## [Task details]
Reproduce the records exactly through the line with "use fantoccini::elements::Element;".

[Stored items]
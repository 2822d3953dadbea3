pub mod collect_use_case;
pub mod ports;
use async_trait::async_trait;
use std::path::PathBuf;

use crate::error::Result;
use crate::types::Record;

/// Persists the final, deduplicated records of a run
#[async_trait]
pub trait ExportPort: Send + Sync {
    /// Write `records` for `search_term`, returning where they went.
    /// Must not be called with an empty slice.
    async fn export(&self, search_term: &str, records: &[Record]) -> Result<PathBuf>;
}
// Run-scoped record storage

pub mod collector;

pub use collector::DeduplicatingCollector;
use async_trait::async_trait;
use fantoccini::elements::Element;
use fantoccini::{Client, ClientBuilder, Locator};
use serde_json::{json, Map, Value};
use tracing::{debug, info};

use super::{marked_disabled, Browser, Scope, URL_ATTRIBUTES};
use crate::config::BrowserConfig;
use crate::error::Result;
use crate::types::SelectorSet;

/// Chrome session driven over WebDriver (chromedriver).
pub struct WebDriverBrowser {
    client: Client,
}

impl WebDriverBrowser {
    /// Connect to the WebDriver server and open a new Chrome session.
    ///
    /// The user-agent override and the automation-signal suppression are
    /// applied here, before the first page is requested.
    pub async fn connect(config: &BrowserConfig) -> Result<Self> {
        info!("Connecting to WebDriver at {}", config.webdriver_url);
        let client = ClientBuilder::native()
            .capabilities(chrome_capabilities(config))
            .connect(&config.webdriver_url)
            .await?;
        info!("WebDriver session started");
        Ok(Self { client })
    }
}

/// Chrome launch arguments for a session that presents as a regular desktop browser
pub fn chrome_arguments(config: &BrowserConfig) -> Vec<String> {
    let mut args = vec![
        format!("--user-agent={}", config.user_agent),
        "--disable-blink-features=AutomationControlled".to_string(),
        "--log-level=3".to_string(),
        "--disable-dev-shm-usage".to_string(),
        "--no-first-run".to_string(),
        "--no-default-browser-check".to_string(),
        format!("--window-size={},{}", config.window_size.0, config.window_size.1),
    ];
    if config.headless {
        args.push("--headless=new".to_string());
        args.push("--disable-gpu".to_string());
    }
    args.extend(config.extra_args.iter().cloned());
    args
}

pub fn chrome_capabilities(config: &BrowserConfig) -> Map<String, Value> {
    let mut caps = Map::new();
    caps.insert("browserName".to_string(), json!("chrome"));
    caps.insert(
        "goog:chromeOptions".to_string(),
        json!({
            "args": chrome_arguments(config),
            "excludeSwitches": ["enable-automation"],
            "useAutomationExtension": false,
        }),
    );
    caps
}

#[async_trait]
impl Browser for WebDriverBrowser {
    type Element = Element;

    async fn navigate(&self, url: &str) -> Result<()> {
        debug!("Navigating to {}", url);
        self.client.goto(url).await?;
        Ok(())
    }

    async fn current_url(&self) -> Result<String> {
        Ok(self.client.current_url().await?.to_string())
    }

    async fn find_all(
        &self,
        scope: Scope<'_, Self::Element>,
        selectors: &SelectorSet,
    ) -> Result<Vec<Self::Element>> {
        let group = selectors.css_group();
        let locator = Locator::Css(&group);
        let found = match scope {
            Scope::Page => self.client.find_all(locator).await?,
            Scope::Within(element) => element.find_all(locator).await?,
        };
        Ok(found)
    }

    async fn is_clickable(&self, element: &Self::Element) -> Result<bool> {
        if !element.is_displayed().await? || !element.is_enabled().await? {
            return Ok(false);
        }
        let class = element.attr("class").await?;
        let aria_disabled = element.attr("aria-disabled").await?;
        Ok(!marked_disabled(class.as_deref(), aria_disabled.as_deref()))
    }

    async fn click(&self, element: &Self::Element) -> Result<()> {
        element.click().await?;
        Ok(())
    }

    async fn text(&self, element: &Self::Element) -> Result<String> {
        Ok(element.text().await?)
    }

    async fn attribute(&self, element: &Self::Element, name: &str) -> Result<Option<String>> {
        // the property, unlike the markup attribute, is already absolute
        if URL_ATTRIBUTES.contains(&name) {
            return Ok(element.prop(name).await?);
        }
        Ok(element.attr(name).await?)
    }

    async fn scroll_to_bottom(&self) -> Result<()> {
        self.client
            .execute("window.scrollTo(0, document.body.scrollHeight);", vec![])
            .await?;
        Ok(())
    }

    async fn close(&self) -> Result<()> {
        info!("Closing WebDriver session");
        self.client.clone().close().await?;
        Ok(())
    }
}
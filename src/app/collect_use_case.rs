use std::fmt;
use std::path::PathBuf;
use tracing::{error, info, warn};

use crate::app::ports::ExportPort;
use crate::browser::Browser;
use crate::pipeline::{Termination, TraversalController};
use crate::types::CollectionResult;

/// What happened to the collected records after traversal
#[derive(Debug, Clone, PartialEq, Eq)]
pub enum ExportStatus {
    Written(PathBuf),
    /// The run produced no records, so nothing was written
    NothingToExport,
    /// Export was turned off for this run
    Disabled,
    Failed(String),
}

/// Outcome of one collection run, ready to be reported
#[derive(Debug, Clone)]
pub struct CollectReport {
    pub search_term: String,
    pub result: CollectionResult,
    pub termination: Termination,
    pub export: ExportStatus,
}

impl CollectReport {
    /// A fatal traversal still counts as success when its partial results
    /// were persisted; only a failed write does not.
    pub fn is_success(&self) -> bool {
        !matches!(self.export, ExportStatus::Failed(_))
    }
}

impl fmt::Display for CollectReport {
    fn fmt(&self, f: &mut fmt::Formatter<'_>) -> fmt::Result {
        writeln!(f, "Results for '{}':", self.search_term)?;
        writeln!(f, "   Records collected: {}", self.result.records.len())?;
        writeln!(f, "   Duplicates removed: {}", self.result.duplicates_removed)?;
        writeln!(f, "   Pages visited: {}", self.result.pages_visited)?;
        writeln!(f, "   Cards skipped: {}", self.result.cards_skipped)?;
        writeln!(f, "   Ended: {}", self.termination)?;
        match &self.export {
            ExportStatus::Written(path) => write!(f, "   Output file: {}", path.display()),
            ExportStatus::NothingToExport => write!(f, "   No records collected, nothing exported"),
            ExportStatus::Disabled => write!(f, "   Export disabled"),
            ExportStatus::Failed(e) => write!(f, "   Export FAILED: {}", e),
        }
    }
}

/// Runs a traversal to completion and hands its records to the export port
pub struct CollectUseCase {
    output: Option<Box<dyn ExportPort>>,
}

impl CollectUseCase {
    pub fn new(output: Box<dyn ExportPort>) -> Self {
        Self { output: Some(output) }
    }

    pub fn without_export() -> Self {
        Self { output: None }
    }

    pub async fn execute<B: Browser>(
        &self,
        controller: TraversalController<B>,
        search_term: &str,
    ) -> CollectReport {
        info!("Collecting listings for '{}'", search_term);
        let outcome = controller.run(search_term).await;

        if outcome.termination.is_fatal() {
            warn!(
                "Run ended early; keeping {} record(s) collected before the failure",
                outcome.result.records.len()
            );
        }

        let export = match &self.output {
            None => ExportStatus::Disabled,
            Some(_) if outcome.result.records.is_empty() => ExportStatus::NothingToExport,
            Some(output) => match output.export(search_term, &outcome.result.records).await {
                Ok(path) => ExportStatus::Written(path),
                Err(e) => {
                    error!("Export failed: {}", e);
                    ExportStatus::Failed(e.to_string())
                }
            },
        };

        CollectReport {
            search_term: search_term.to_string(),
            result: outcome.result,
            termination: outcome.termination,
            export,
        }
    }
}
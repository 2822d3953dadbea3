//! Page-by-page traversal of a search's result listing.
//!
//! ```text
//! Start -> LoadingPage -> ConsentCheck (page 1) -> WaitingForContent -> Harvesting
//!       -> SeekingNextControl -> Advancing -> LoadingPage ...
//!                            \-> Terminated
//! ```
//!
//! A missing next-page control is the normal end of pagination, and so is a
//! control that does not lead to a new, unvisited URL. A page whose
//! listings never render ends the run as fatal. Either way the records
//! collected so far are returned and the browser session is closed.

use std::collections::HashSet;
use std::fmt;
use std::sync::atomic::{AtomicBool, Ordering};
use std::sync::Arc;
use std::time::Duration;
use tracing::{debug, info, instrument, warn};

use crate::browser::{wait_for_navigation, wait_until, Browser, Scope, WaitCondition, WaitOutcome};
use crate::config::{Config, SiteConfig};
use crate::error::Result;
use crate::observability::metrics;
use crate::pipeline::harvest::{PageHarvest, PageHarvester, PageOutcome};
use crate::pipeline::pacing::{Pacer, Pause};
use crate::pipeline::storage::collector::DeduplicatingCollector;
use crate::types::{CollectionResult, SelectorSet};

/// Shared stop request, checked at the top of every traversal state
#[derive(Debug, Clone, Default)]
pub struct StopSignal(Arc<AtomicBool>);

impl StopSignal {
    pub fn new() -> Self {
        Self::default()
    }

    pub fn trigger(&self) {
        self.0.store(true, Ordering::SeqCst);
    }

    pub fn is_triggered(&self) -> bool {
        self.0.load(Ordering::SeqCst)
    }
}

/// Why the traversal stopped
#[derive(Debug, Clone, PartialEq, Eq)]
pub enum Termination {
    /// No next-page control led to a new page
    Completed,
    /// The configured page cap was reached
    PageLimit,
    /// A stop signal arrived
    Cancelled,
    /// A page failed to load or render its listings
    Fatal(String),
}

impl Termination {
    pub fn is_fatal(&self) -> bool {
        matches!(self, Termination::Fatal(_))
    }

    pub fn label(&self) -> &'static str {
        match self {
            Termination::Completed => "completed",
            Termination::PageLimit => "page_limit",
            Termination::Cancelled => "cancelled",
            Termination::Fatal(_) => "fatal",
        }
    }
}

impl fmt::Display for Termination {
    fn fmt(&self, f: &mut fmt::Formatter<'_>) -> fmt::Result {
        match self {
            Termination::Completed => write!(f, "pagination complete"),
            Termination::PageLimit => write!(f, "page limit reached"),
            Termination::Cancelled => write!(f, "stopped on request"),
            Termination::Fatal(reason) => write!(f, "fatal: {}", reason),
        }
    }
}

/// Everything a finished traversal hands back
#[derive(Debug, Clone)]
pub struct TraversalOutcome {
    pub result: CollectionResult,
    pub termination: Termination,
}

/// Page number and, for the first page only, the URL to load.
/// Later pages are reached by clicking, so they carry no target.
#[derive(Debug, Clone, PartialEq, Eq)]
pub struct PageState {
    pub page: u32,
    pub target: Option<String>,
}

enum State<E> {
    Start,
    LoadingPage,
    ConsentCheck,
    WaitingForContent,
    Harvesting(PageHarvest),
    SeekingNextControl,
    Advancing(E),
    Terminated(Termination),
}

impl<E> State<E> {
    fn name(&self) -> &'static str {
        match self {
            State::Start => "start",
            State::LoadingPage => "loading_page",
            State::ConsentCheck => "consent_check",
            State::WaitingForContent => "waiting_for_content",
            State::Harvesting(_) => "harvesting",
            State::SeekingNextControl => "seeking_next_control",
            State::Advancing(_) => "advancing",
            State::Terminated(_) => "terminated",
        }
    }
}

/// Timeouts and selectors the controller itself uses; the harvester carries
/// its own for the listing cards.
#[derive(Debug, Clone)]
pub struct TraversalSettings {
    pub site: SiteConfig,
    pub consent: SelectorSet,
    pub next_page: SelectorSet,
    pub next_page_link: SelectorSet,
    pub consent_timeout: Duration,
    pub next_page_timeout: Duration,
    pub poll_interval: Duration,
    pub max_pages: Option<u32>,
}

impl TraversalSettings {
    pub fn from_config(config: &Config) -> Self {
        Self {
            site: config.site.clone(),
            consent: config.selectors.consent.clone(),
            next_page: config.selectors.next_page.clone(),
            next_page_link: config.selectors.next_page_link.clone(),
            consent_timeout: config.timeouts.consent(),
            next_page_timeout: config.timeouts.next_page(),
            poll_interval: config.timeouts.poll_interval(),
            max_pages: config.run.max_pages,
        }
    }
}

/// Owns the browser session for the duration of one run.
pub struct TraversalController<B: Browser> {
    browser: B,
    harvester: PageHarvester,
    settings: TraversalSettings,
    pacer: Pacer,
    stop: StopSignal,
}

impl<B: Browser> TraversalController<B> {
    pub fn new(
        browser: B,
        harvester: PageHarvester,
        settings: TraversalSettings,
        pacer: Pacer,
        stop: StopSignal,
    ) -> Self {
        Self {
            browser,
            harvester,
            settings,
            pacer,
            stop,
        }
    }

    pub fn from_config(browser: B, config: &Config, stop: StopSignal) -> Self {
        let pacer = Pacer::new(config.pacing.clone());
        Self::new(
            browser,
            PageHarvester::from_config(config, pacer.clone()),
            TraversalSettings::from_config(config),
            pacer,
            stop,
        )
    }

    /// Traverse every result page for `search_term`, then close the session.
    #[instrument(skip(self))]
    pub async fn run(self, search_term: &str) -> TraversalOutcome {
        let mut collector = DeduplicatingCollector::new();
        let termination = self.traverse(search_term, &mut collector).await;

        if let Err(e) = self.browser.close().await {
            warn!("Failed to close browser session: {}", e);
        }

        match &termination {
            Termination::Fatal(reason) => warn!(
                "Traversal aborted after {} page(s): {}",
                collector.pages_visited(),
                reason
            ),
            other => info!("Traversal finished after {} page(s): {}", collector.pages_visited(), other),
        }
        metrics::traversal::duplicates_dropped(collector.duplicates());
        metrics::traversal::run_finished(termination.label());

        TraversalOutcome {
            result: collector.finalize(),
            termination,
        }
    }

    async fn traverse(
        &self,
        search_term: &str,
        collector: &mut DeduplicatingCollector,
    ) -> Termination {
        let mut page = PageState { page: 1, target: None };
        let mut visited: HashSet<String> = HashSet::new();
        let mut state: State<B::Element> = State::Start;

        loop {
            if self.stop.is_triggered() && !matches!(state, State::Terminated(_)) {
                info!("Stop requested during {}; finishing with partial results", state.name());
                state = State::Terminated(Termination::Cancelled);
            }

            state = match state {
                State::Start => {
                    let url = self.settings.site.listing_url(search_term);
                    visited.insert(url.clone());
                    page.target = Some(url);
                    State::LoadingPage
                }
                State::LoadingPage => self.load_page(&mut page, &mut visited).await,
                State::ConsentCheck => {
                    self.dismiss_consent().await;
                    State::WaitingForContent
                }
                State::WaitingForContent => match self.harvester.harvest(&self.browser).await {
                    PageOutcome::Harvested(harvest) => State::Harvesting(harvest),
                    PageOutcome::Fatal(reason) => State::Terminated(Termination::Fatal(format!(
                        "page {}: {}",
                        page.page, reason
                    ))),
                },
                State::Harvesting(harvest) => {
                    Self::collect(&page, harvest, collector);
                    match self.settings.max_pages {
                        Some(max) if page.page >= max => {
                            info!("Reached the page limit of {}", max);
                            State::Terminated(Termination::PageLimit)
                        }
                        _ => State::SeekingNextControl,
                    }
                }
                State::SeekingNextControl => match self.find_next_control().await {
                    Some(control) => State::Advancing(control),
                    None => {
                        info!("No next-page control; pagination complete");
                        State::Terminated(Termination::Completed)
                    }
                },
                State::Advancing(control) => {
                    self.pacer.pause(Pause::BeforeClick).await;
                    match self.advance(&control).await {
                        Ok(Some(url)) if visited.insert(url.clone()) => {
                            page.page += 1;
                            page.target = None;
                            info!("Advancing to page {} ({})", page.page, url);
                            self.pacer.pause(Pause::AfterAdvance).await;
                            State::LoadingPage
                        }
                        Ok(Some(url)) => {
                            info!("Next-page control led back to {}; pagination complete", url);
                            State::Terminated(Termination::Completed)
                        }
                        Ok(None) => {
                            info!("Next-page control did not leave the current page; pagination complete");
                            State::Terminated(Termination::Completed)
                        }
                        Err(e) => {
                            info!("Next-page control could not be activated ({}); pagination complete", e);
                            State::Terminated(Termination::Completed)
                        }
                    }
                }
                State::Terminated(termination) => return termination,
            };
        }
    }

    async fn load_page(
        &self,
        page: &mut PageState,
        visited: &mut HashSet<String>,
    ) -> State<B::Element> {
        self.pacer.pause(Pause::PageStart).await;

        if let Some(url) = page.target.take() {
            info!("Navigating to {}", url);
            if let Err(e) = self.browser.navigate(&url).await {
                return State::Terminated(Termination::Fatal(format!(
                    "navigation to {} failed: {}",
                    url, e
                )));
            }
        }

        match self.browser.current_url().await {
            Ok(url) => {
                info!("Scraping page {} ({})", page.page, url);
                // redirects may land somewhere other than the requested URL
                visited.insert(url);
            }
            Err(e) => debug!("Scraping page {} (current URL unavailable: {})", page.page, e),
        }

        if page.page == 1 {
            State::ConsentCheck
        } else {
            State::WaitingForContent
        }
    }

    /// Best effort; a missing or stubborn banner is not an error.
    async fn dismiss_consent(&self) {
        let waited = wait_until(
            &self.browser,
            WaitCondition::Clickable(&self.settings.consent),
            self.settings.consent_timeout,
            self.settings.poll_interval,
        )
        .await;

        match waited {
            Ok(WaitOutcome::Ready(button)) => match self.browser.click(&button).await {
                Ok(()) => {
                    info!("Cookie banner dismissed");
                    self.pacer.pause(Pause::AfterConsent).await;
                }
                Err(e) => debug!("Cookie banner could not be dismissed: {}", e),
            },
            Ok(WaitOutcome::TimedOut) => debug!("No cookie banner shown"),
            Err(e) => debug!("Cookie banner lookup failed: {}", e),
        }
    }

    /// Click the control and wait for the URL to change. `None` when it never did.
    async fn advance(&self, control: &B::Element) -> Result<Option<String>> {
        let before = self.browser.current_url().await?;
        self.browser.click(control).await?;
        wait_for_navigation(
            &self.browser,
            &before,
            self.settings.next_page_timeout,
            self.settings.poll_interval,
        )
        .await
    }

    fn collect(page: &PageState, harvest: PageHarvest, collector: &mut DeduplicatingCollector) {
        let before = collector.len();
        let skipped = harvest.skipped();
        for reason in &harvest.skips {
            metrics::traversal::card_skipped(reason);
        }
        for record in harvest.records {
            collector.add(record);
        }
        collector.record_page(skipped);

        let added = collector.len() - before;
        metrics::traversal::page_visited();
        metrics::traversal::records_collected(added);
        info!(
            "Page {}: {} new record(s), {} card(s) skipped, {} collected so far",
            page.page,
            added,
            skipped,
            collector.len()
        );
    }

    /// Scroll so lazy pagination renders, then wait for a clickable next-page
    /// control. Returns the element to click: the control's inner link when it
    /// has one, otherwise the control itself.
    async fn find_next_control(&self) -> Option<B::Element> {
        if let Err(e) = self.browser.scroll_to_bottom().await {
            debug!("Scroll to bottom failed: {}", e);
        }
        self.pacer.pause(Pause::AfterScroll).await;

        let waited = wait_until(
            &self.browser,
            WaitCondition::Clickable(&self.settings.next_page),
            self.settings.next_page_timeout,
            self.settings.poll_interval,
        )
        .await;

        let control = match waited {
            Ok(WaitOutcome::Ready(control)) => control,
            Ok(WaitOutcome::TimedOut) => return None,
            Err(e) => {
                debug!("Next-page lookup failed: {}", e);
                return None;
            }
        };

        match self
            .browser
            .find_one(Scope::Within(&control), &self.settings.next_page_link)
            .await
        {
            Ok(Some(link)) => Some(link),
            Ok(None) => Some(control),
            Err(e) => {
                debug!("Next-page link lookup failed: {}", e);
                None
            }
        }
    }
}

## [Exercise output]
repository 2822d3953dadbea3
pub mod collect_use_case;
pub mod ports;
use async_trait::async_trait;
use std::path::PathBuf;

use crate::error::Result;
use crate::types::Record;

/// Persists the final, deduplicated records of a run
#[async_trait]
pub trait ExportPort: Send + Sync {
    /// Write `records` for `search_term`, returning where they went.
    /// Must not be called with an empty slice.
    async fn export(&self, search_term: &str, records: &[Record]) -> Result<PathBuf>;
}
// Run-scoped record storage

pub mod collector;

pub use collector::DeduplicatingCollector;
use async_trait::async_trait;
use fantoccini::elements::Element;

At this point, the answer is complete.